* **Supplied data**
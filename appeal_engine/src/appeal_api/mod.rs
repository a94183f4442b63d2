//! # Appeal engine public API
//!
//! The `appeal_api` module exposes the programmatic API of the engine. The API is modular, so callers construct only
//! the parts they need, each over a backend that implements the traits that part requires.
//!
//! * [`precheck_api`] runs the eligibility precheck for an address: the quality gate, the same-day cache, the daily
//!   quota, the budgeted property-data fetch, and persistence.
//! * [`order_flow_api`] owns the order state machine: order creation, payment reference attachment, and the reaction
//!   to payment success and failure events.
//! * [`report_api`] runs report generation under the order lock, manual retries, status queries, and the automatic
//!   retry sweep.
//! * [`rate_limiter`] enforces the per-IP and per-user daily request limits.
//! * [`lead_api`] stores "notify me" leads.
//!
//! # API usage
//!
//! ```rust,ignore
//! use appeal_engine::{events::EventProducers, OrderFlowApi, SqliteDatabase};
//! let db = SqliteDatabase::new_with_url(...).await?;
//! // SqliteDatabase implements OrderManagement and PrecheckManagement
//! let api = OrderFlowApi::new(db, EventProducers::default());
//! let order = api.create_order("user-1", &request, &config, &ctx).await?;
//! ```
use crate::helpers::normalize_ip;

pub mod errors;
pub mod lead_api;
pub mod order_flow_api;
pub mod order_objects;
pub mod precheck_api;
pub mod precheck_objects;
pub mod rate_limiter;
pub mod report_api;
pub mod report_objects;

/// Where a request came from. Attached to the audit records the request produces.
#[derive(Debug, Clone, Default, PartialEq, Eq)]
pub struct RequestContext {
    pub ip: Option<String>,
    pub user_agent: Option<String>,
}

impl RequestContext {
    /// A blank or `unknown` address is stored as no address.
    pub fn new(ip: Option<&str>, user_agent: Option<&str>) -> Self {
        Self { ip: normalize_ip(ip).map(String::from), user_agent: user_agent.map(String::from) }
    }

    /// For calls that do not originate from a client request, such as webhooks and background retries.
    pub fn system() -> Self {
        Self::default()
    }
}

* **Exercise directions**
From the records above, copy every line that includes the word "SqliteDatabase".

* **Answer to this problem**
//! use appeal_engine::{events::EventProducers, OrderFlowApi, SqliteDatabase};
//! let db = SqliteDatabase::new_with_url(...).await?;
//! // SqliteDatabase implements OrderManagement and PrecheckManagement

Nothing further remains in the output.